例文力

 漢字力や単語力があると言えば、漢字や単語をよく知っているということ。語彙力が高いともいう。しかし、例文をたくさん知っていても、例文力があるとは言わないし、例文力という言葉はないのである。なぜないのだろうか?単語を覚えるほど例文を覚えることが大切であると思われていないからだと思う。言うまでもなく、漢字や単語を覚えることは大事である。学習指導においては関らず、「たくさん漢字や単語を覚えなさい。」「語彙力を鍛えなさい。」と頻繁に言われるし、実際やらされる。そういう背景のなか、自然と単語力と言う言葉も生まれたのだろう。

 

 何事にも型が必要である。普段使っている日本語もしっかりとした型があるので、自然に口から出てくる。特に基本文や慣用表現は考える必要もない。普段と異なることを言うとき、難しいことを言う時は型に当てはめて作文をする。外国語ならなおさらである。単語だけでなく型となる基本例文をたくさん覚えて置かなけえれば何もできない。だから、初期学習の段階では単語だけでなく、例文もたくさん暗記しないいけないのだ。本来は単語も基本例文を通して覚えるべきである。そうしないと、意味が分かっても単語を使えない。そういうものである。だから、私は常に英作文テストを行い、例文力を高めている。中1中2の2年間で例文力がどこまで高まるかでその後の英語力が決まる。

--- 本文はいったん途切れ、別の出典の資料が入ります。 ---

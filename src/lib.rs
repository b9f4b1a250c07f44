//! Product page scraper: a headless Chrome session per request, and a
//! first-match-wins field extractor driven by per-marketplace profiles.

pub mod api;
pub mod browser;
pub mod config;
pub mod error;
pub mod extractor;
pub mod logging;
pub mod orchestrator;
pub mod profiles;
//! Scrape orchestration: one browser session per call, always closed.

use serde::Serialize;
use std::sync::Arc;
use std::time::{Duration, Instant};
use tracing::{error, info, warn};
use utoipa::ToSchema;

use crate::browser::{self, BrowserEngine, BrowserSession, DESKTOP_USER_AGENT};
use crate::error::ScrapeError;
use crate::extractor::{self, ProductFields};
use crate::profiles::SiteProfile;

/// Extra time granted to the engine's own navigation timeout before the outer
/// one fires, so the engine's error wins when it reports one.
const NAVIGATION_GRACE: Duration = Duration::from_secs(2);

pub const FAILURE_HINT: &str = "Erro ao processar a URL. Tente novamente.";

/// Successful scrape, returned verbatim as the response body.
#[derive(Debug, Clone, PartialEq, Eq, Serialize, ToSchema)]
pub struct ScrapeResult {
    pub success: bool,
    #[serde(flatten)]
    pub fields: ProductFields,
    /// Final URL after redirects
    pub url: String,
    /// Profile name
    pub source: String,
}

/// Failed scrape body.
#[derive(Debug, Clone, Serialize, ToSchema)]
pub struct ScrapeFailure {
    pub success: bool,
    pub error: String,
    pub message: String,
}

impl From<&ScrapeError> for ScrapeFailure {
    fn from(err: &ScrapeError) -> Self {
        Self {
            success: false,
            error: err.to_string(),
            message: FAILURE_HINT.to_string(),
        }
    }
}

pub struct ScrapeOrchestrator {
    engine: Arc<dyn BrowserEngine>,
    user_agent: String,
}

impl ScrapeOrchestrator {
    pub fn new(engine: Arc<dyn BrowserEngine>) -> Self {
        Self {
            engine,
            user_agent: DESKTOP_USER_AGENT.to_string(),
        }
    }

    pub fn with_user_agent(mut self, user_agent: impl Into<String>) -> Self {
        self.user_agent = user_agent.into();
        self
    }

    /// Scrape `url` with `profile`. The session opened here is closed before
    /// returning, whatever the outcome.
    pub async fn scrape(&self, url: &str, profile: &SiteProfile) -> Result<ScrapeResult, ScrapeError> {
        let started = Instant::now();
        info!(url, source = profile.name, "🔎 Scraping product page");

        let mut session = self.engine.launch().await.map_err(|e| {
            error!(url, source = profile.name, "❌ Browser launch failed: {:#}", e);
            ScrapeError::Launch(e)
        })?;

        let outcome = self.run(session.as_mut(), url, profile).await;

        if let Err(e) = session.close().await {
            warn!(url, "⚠️ Failed to close browser session: {:#}", e);
        }

        let elapsed_ms = started.elapsed().as_millis() as u64;
        match &outcome {
            Ok(result) => info!(
                url = %result.url,
                source = profile.name,
                elapsed_ms,
                image = result.fields.image.is_some(),
                "✅ Scrape finished"
            ),
            Err(e) => error!(url, source = profile.name, elapsed_ms, "❌ Scrape failed: {}", e),
        }
        outcome
    }

    async fn run(
        &self,
        session: &mut dyn BrowserSession,
        url: &str,
        profile: &SiteProfile,
    ) -> Result<ScrapeResult, ScrapeError> {
        session
            .set_user_agent(&self.user_agent)
            .await
            .map_err(ScrapeError::Navigation)?;

        let timeout = profile.navigation_timeout;
        match tokio::time::timeout(timeout + NAVIGATION_GRACE, session.navigate(url, timeout)).await {
            Ok(navigated) => navigated?,
            Err(_) => return Err(browser::timeout_error(timeout)),
        }

        // Client-side rendering
        tokio::time::sleep(profile.settle_delay).await;

        let page = session.snapshot().await.map_err(ScrapeError::Evaluation)?;
        let fields = extractor::extract_html(&page.html, &page.url, profile)
            .map_err(ScrapeError::Evaluation)?;

        Ok(ScrapeResult {
            success: true,
            fields,
            url: page.url,
            source: profile.name.to_string(),
        })
    }
}
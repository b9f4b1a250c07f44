//! Scrape a single URL through a real Chrome and print the result.
//!
//! Usage: `scrape_once <web|shopee|mercadolivre> <url>`

use anyhow::{bail, Result};
use std::sync::Arc;

use product_scraper::browser::ChromeEngine;
use product_scraper::config::Config;
use product_scraper::logging;
use product_scraper::orchestrator::{ScrapeFailure, ScrapeOrchestrator};
use product_scraper::profiles;

#[tokio::main]
async fn main() -> Result<()> {
    dotenv::dotenv().ok();
    logging::init();

    let mut args = std::env::args().skip(1);
    let (Some(name), Some(url)) = (args.next(), args.next()) else {
        bail!("usage: scrape_once <web|shopee|mercadolivre> <url>");
    };
    let Some(profile) = profiles::get(&name) else {
        bail!("unknown profile {:?}", name);
    };

    let config = Config::from_env()?;
    let orchestrator = ScrapeOrchestrator::new(Arc::new(ChromeEngine::new(config.launch_config())));

    match orchestrator.scrape(&url, profile).await {
        Ok(result) => println!("{}", serde_json::to_string_pretty(&result)?),
        Err(e) => {
            println!("{}", serde_json::to_string_pretty(&ScrapeFailure::from(&e))?);
            std::process::exit(1);
        }
    }
    Ok(())
}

 ところで、中2もこの時期になると文法のレベルがぐんと上がる。やはり、現在完了形以外の全ての時制と接続詞を学習するとかなり広がりを見せる。だから、教えるのもだんだん面白くなる。例文もついつい凝ったものを用意したくなる。今、直接使わなくても、定期考査に出なくても構わないので、必要だと思うことは教えている。ということで、先日中2に教えたのが次の例文。授業の中で何度も音読して刷り込んだ。

 

Don't be afraid of making mistakes when you speak in public.

 

高校入試レベルではwhen you speak English となっているが、面白くも何ともないので、English を取ってin publicにした。しかし、難易度がそれほど変化したわけでもない。むしろ、例文としての質のレベルが上がったような気がする。このpublicのお蔭で授業の展開も面白いものになったし、例文一つで授業の質は大きく変わる。だから、先生自身が例文力を高めないといけない。通り一遍の例文ではつまらない。